A total of 3878 cases who tested positive for COVID‐19 were randomly allocated with equal probability to receive home visits from Havering outreach team staff (n = 1946) or to a control group (n = 1932) who did not receive home visits. Randomization was implemented through a spreadsheet consisting of random numbers generated online that was used to randomly allocate cases to treatment and control. Check‐in calls were conducted by a separate blinded contact tracing team on day six of isolation to measure successful self‐isolation compliance. The primary intention‐to‐treat (ITT) analysis was conducted on 3860 cases as 18 patients were excluded from analysis because of the missing outcome data. For the implementation and process evaluation, qualitative, semi‐structured, one‐to‐one interviews were conducted with trial participants in the treatment arm of the RCT (n = 15) and stakeholders within the London Borough of Havering's Adult Social Care and Health Team (n = 8). Qualitative data was analysed thematically using a framework approach.

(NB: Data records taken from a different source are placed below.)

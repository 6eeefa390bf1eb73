//! API error handling

use application::ApplicationError;
use axum::{
    Json,
    http::StatusCode,
    response::{IntoResponse, Response},
};
use serde::Serialize;
use thiserror::Error;

/// API error type
#[derive(Debug, Error)]
pub enum ApiError {
    #[error("Bad request: {0}")]
    BadRequest(String),

    #[error("Unauthorized: {0}")]
    Unauthorized(String),

    #[error("Forbidden: {0}")]
    Forbidden(String),

    #[error("Not found: {0}")]
    NotFound(String),

    #[error("Service unavailable: {0}")]
    ServiceUnavailable(String),

    #[error("Internal error: {0}")]
    Internal(String),
}

/// Error response body
#[derive(Debug, Serialize)]
pub struct ErrorResponse {
    pub error: String,
    pub code: String,
    #[serde(skip_serializing_if = "Option::is_none")]
    pub details: Option<String>,
}

impl IntoResponse for ApiError {
    fn into_response(self) -> Response {
        let (status, code, message, details) = match &self {
            Self::BadRequest(msg) => (StatusCode::BAD_REQUEST, "bad_request", msg.clone(), None),
            Self::Unauthorized(msg) => {
                (StatusCode::UNAUTHORIZED, "unauthorized", msg.clone(), None)
            }
            Self::Forbidden(msg) => (StatusCode::FORBIDDEN, "forbidden", msg.clone(), None),
            Self::NotFound(msg) => (StatusCode::NOT_FOUND, "not_found", msg.clone(), None),
            Self::ServiceUnavailable(msg) => (
                StatusCode::SERVICE_UNAVAILABLE,
                "service_unavailable",
                msg.clone(),
                None,
            ),
            Self::Internal(msg) => (
                StatusCode::INTERNAL_SERVER_ERROR,
                "internal_error",
                "An internal error occurred".to_string(),
                Some(msg.clone()),
            ),
        };

        let body = ErrorResponse {
            error: message,
            code: code.to_string(),
            details,
        };

        (status, Json(body)).into_response()
    }
}

impl From<ApplicationError> for ApiError {
    fn from(err: ApplicationError) -> Self {
        match err {
            ApplicationError::Domain(e) => Self::BadRequest(e.to_string()),
            ApplicationError::NotAuthorized(msg) => Self::Unauthorized(msg),
            ApplicationError::NotFound(msg) => Self::NotFound(msg),
            ApplicationError::Store(msg) | ApplicationError::Broker(msg) => {
                Self::ServiceUnavailable(msg)
            }
            ApplicationError::Configuration(msg)
            | ApplicationError::InvalidOperation(msg)
            | ApplicationError::Internal(msg) => Self::Internal(msg),
        }
    }
}
//! Queue instruction - names one attempt of one task
//!
//! Instructions are the compact strings brokered between the enqueue side
//! and the workers: `"<task_id>:<retry_count>"`. An instruction identifies
//! a specific attempt, so duplicate or stale instructions are harmless --
//! acquisition matches on both fields and succeeds at most once per pair.

use std::fmt;
use std::str::FromStr;

use serde::{Deserialize, Serialize};

use crate::errors::DomainError;
use crate::value_objects::TaskId;

/// A single attempt of a single task, as brokered between producers and
/// workers
#[derive(Debug, Clone, Copy, PartialEq, Eq, Hash, Serialize, Deserialize)]
pub struct Instruction {
    task_id: TaskId,
    retry_count: u32,
}

impl Instruction {
    /// Create an instruction for a specific task attempt
    #[must_use]
    pub const fn new(task_id: TaskId, retry_count: u32) -> Self {
        Self {
            task_id,
            retry_count,
        }
    }

    /// Create the instruction for a freshly enqueued task (attempt zero)
    #[must_use]
    pub const fn initial(task_id: TaskId) -> Self {
        Self::new(task_id, 0)
    }

    /// The task this instruction names
    #[must_use]
    pub const fn task_id(&self) -> TaskId {
        self.task_id
    }

    /// The retry count the worker must present to acquire the task
    #[must_use]
    pub const fn retry_count(&self) -> u32 {
        self.retry_count
    }
}

impl fmt::Display for Instruction {
    fn fmt(&self, f: &mut fmt::Formatter<'_>) -> fmt::Result {
        write!(f, "{}:{}", self.task_id, self.retry_count)
    }
}

impl FromStr for Instruction {
    type Err = DomainError;

    fn from_str(s: &str) -> Result<Self, Self::Err> {
        let (id_part, count_part) = s
            .split_once(':')
            .ok_or_else(|| DomainError::InvalidInstruction(s.to_string()))?;
        let task_id = TaskId::parse(id_part)
            .map_err(|_| DomainError::InvalidInstruction(s.to_string()))?;
        let retry_count = count_part
            .parse::<u32>()
            .map_err(|_| DomainError::InvalidInstruction(s.to_string()))?;
        Ok(Self {
            task_id,
            retry_count,
        })
    }
}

Positive cases who were allocated to receive the home visiting intervention (n = 1933) were more likely to report successful self‐isolation compared to those allocated to the control group (n = 1927), an effect that was statistically significant (odds ratio 1.204 [95% CI: 1.052, 1.377]; absolute probability difference: 4.1 percentage points [95% CI: 1.2–6.9]). The implementation and process evaluation found that a key driver of compliance was altruistic motivation based on its perceived importance for protecting the community with some participants also reporting the potential of being caught not complying as a driving factor. Participants also reported that the intervention helped them ‘feel supported’, provided them with information about practical and financial support, and clarified their understanding or increased their awareness of self‐isolation and COVID‐19 guidance. No harms were reported from this trial. The trial was registered at the ISRCTN registry, number ISRCTN10030612.


A home‐visiting intervention conducted between January and March 2022 increased the self‐isolation compliance of positive COVID‐19 cases allocated to receive home visits. The implementation and process evaluation highlighted that the intervention increased individuals' motivation to comply with guidance, and addressed some barriers associated with opportunity and capability to comply. This trial provides much‐needed evidence to inform the policy and intervention design to support public health and social measures in future outbreak scenarios.